## Work request:
Go to the line in the entries below that holds "let frame_id = FrameId(self.alloc_id());" and repeat exactly from there through the line that holds "let mut frame", inclusive.

Stored data entries

--- START ---

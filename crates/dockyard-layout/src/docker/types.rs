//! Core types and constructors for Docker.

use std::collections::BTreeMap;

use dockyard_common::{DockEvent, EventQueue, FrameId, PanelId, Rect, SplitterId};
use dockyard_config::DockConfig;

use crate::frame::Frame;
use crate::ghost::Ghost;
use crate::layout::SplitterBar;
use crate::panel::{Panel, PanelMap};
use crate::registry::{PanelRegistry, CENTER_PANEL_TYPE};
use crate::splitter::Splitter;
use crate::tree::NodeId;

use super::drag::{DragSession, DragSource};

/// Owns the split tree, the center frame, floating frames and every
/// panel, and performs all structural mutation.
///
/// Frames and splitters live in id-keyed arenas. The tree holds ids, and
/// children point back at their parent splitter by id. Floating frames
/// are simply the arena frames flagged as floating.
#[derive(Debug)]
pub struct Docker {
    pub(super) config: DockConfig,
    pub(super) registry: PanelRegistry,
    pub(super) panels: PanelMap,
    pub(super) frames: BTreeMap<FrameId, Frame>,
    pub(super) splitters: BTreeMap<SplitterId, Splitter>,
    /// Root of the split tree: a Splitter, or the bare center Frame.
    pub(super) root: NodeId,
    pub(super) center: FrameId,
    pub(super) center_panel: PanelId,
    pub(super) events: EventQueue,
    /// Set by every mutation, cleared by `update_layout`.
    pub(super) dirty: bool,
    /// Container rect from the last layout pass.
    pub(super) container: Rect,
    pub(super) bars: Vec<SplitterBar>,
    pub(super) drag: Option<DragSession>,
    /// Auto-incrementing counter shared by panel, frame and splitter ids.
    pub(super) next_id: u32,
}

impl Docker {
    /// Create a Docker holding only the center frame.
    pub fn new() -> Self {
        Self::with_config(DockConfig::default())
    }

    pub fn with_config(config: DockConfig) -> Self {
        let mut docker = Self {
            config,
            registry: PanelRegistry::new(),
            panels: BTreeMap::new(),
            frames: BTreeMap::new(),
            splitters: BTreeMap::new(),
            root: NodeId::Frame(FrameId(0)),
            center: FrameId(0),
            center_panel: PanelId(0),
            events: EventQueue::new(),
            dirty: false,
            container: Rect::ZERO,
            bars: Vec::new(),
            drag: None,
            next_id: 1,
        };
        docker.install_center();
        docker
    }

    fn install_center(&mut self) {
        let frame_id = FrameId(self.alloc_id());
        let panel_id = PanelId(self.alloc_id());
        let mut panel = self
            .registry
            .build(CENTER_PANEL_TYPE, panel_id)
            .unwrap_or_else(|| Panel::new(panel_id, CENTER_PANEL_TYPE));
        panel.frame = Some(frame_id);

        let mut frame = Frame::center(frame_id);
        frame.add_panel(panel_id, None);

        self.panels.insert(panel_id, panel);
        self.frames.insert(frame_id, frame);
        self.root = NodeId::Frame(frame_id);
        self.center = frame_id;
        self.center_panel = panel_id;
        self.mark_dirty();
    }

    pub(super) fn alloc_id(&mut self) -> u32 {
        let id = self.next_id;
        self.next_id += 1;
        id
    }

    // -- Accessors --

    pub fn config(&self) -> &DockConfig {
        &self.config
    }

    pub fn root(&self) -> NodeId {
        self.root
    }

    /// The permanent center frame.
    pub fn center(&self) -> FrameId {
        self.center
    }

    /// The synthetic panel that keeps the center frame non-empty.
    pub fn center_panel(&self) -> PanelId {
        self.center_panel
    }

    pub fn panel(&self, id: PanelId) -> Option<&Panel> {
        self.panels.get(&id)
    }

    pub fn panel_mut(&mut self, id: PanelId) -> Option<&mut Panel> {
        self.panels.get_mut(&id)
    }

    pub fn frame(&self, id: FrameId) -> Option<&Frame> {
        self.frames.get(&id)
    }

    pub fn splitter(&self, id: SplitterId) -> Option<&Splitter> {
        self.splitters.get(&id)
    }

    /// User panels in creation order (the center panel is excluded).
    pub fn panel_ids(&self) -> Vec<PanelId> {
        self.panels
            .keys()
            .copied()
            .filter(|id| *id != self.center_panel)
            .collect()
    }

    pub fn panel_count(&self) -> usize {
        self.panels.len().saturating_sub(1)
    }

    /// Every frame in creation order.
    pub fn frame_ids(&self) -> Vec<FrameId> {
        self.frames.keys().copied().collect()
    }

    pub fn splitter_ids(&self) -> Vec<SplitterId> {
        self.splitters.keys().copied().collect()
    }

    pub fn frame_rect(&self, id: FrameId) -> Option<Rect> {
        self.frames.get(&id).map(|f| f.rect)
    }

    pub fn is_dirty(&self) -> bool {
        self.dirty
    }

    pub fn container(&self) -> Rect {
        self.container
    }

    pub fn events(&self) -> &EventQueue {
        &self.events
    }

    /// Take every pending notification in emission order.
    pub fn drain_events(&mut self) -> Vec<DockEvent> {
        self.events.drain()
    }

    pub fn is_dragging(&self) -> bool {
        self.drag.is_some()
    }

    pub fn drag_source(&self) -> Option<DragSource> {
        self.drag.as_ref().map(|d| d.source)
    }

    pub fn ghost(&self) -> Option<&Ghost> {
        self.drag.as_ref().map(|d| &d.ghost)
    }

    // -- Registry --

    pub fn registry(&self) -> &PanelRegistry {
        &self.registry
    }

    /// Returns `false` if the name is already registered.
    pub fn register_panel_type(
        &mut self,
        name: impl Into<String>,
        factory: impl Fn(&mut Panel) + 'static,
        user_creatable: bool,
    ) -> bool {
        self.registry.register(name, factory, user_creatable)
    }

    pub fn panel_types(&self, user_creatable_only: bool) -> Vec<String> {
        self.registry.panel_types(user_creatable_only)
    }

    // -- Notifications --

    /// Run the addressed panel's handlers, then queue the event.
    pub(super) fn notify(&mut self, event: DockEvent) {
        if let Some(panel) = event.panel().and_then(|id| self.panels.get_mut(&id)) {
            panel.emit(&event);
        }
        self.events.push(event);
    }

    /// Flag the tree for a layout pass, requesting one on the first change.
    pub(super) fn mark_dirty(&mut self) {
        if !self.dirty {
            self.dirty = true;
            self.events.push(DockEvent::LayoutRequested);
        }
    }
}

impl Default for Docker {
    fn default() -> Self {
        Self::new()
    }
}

--- END ---

## Answer for this exercise:
        let frame_id = FrameId(self.alloc_id());
        let panel_id = PanelId(self.alloc_id());
        let mut panel = self
            .registry
            .build(CENTER_PANEL_TYPE, panel_id)
            .unwrap_or_else(|| Panel::new(panel_id, CENTER_PANEL_TYPE));
        panel.frame = Some(frame_id);

        let mut frame = Frame::center(frame_id);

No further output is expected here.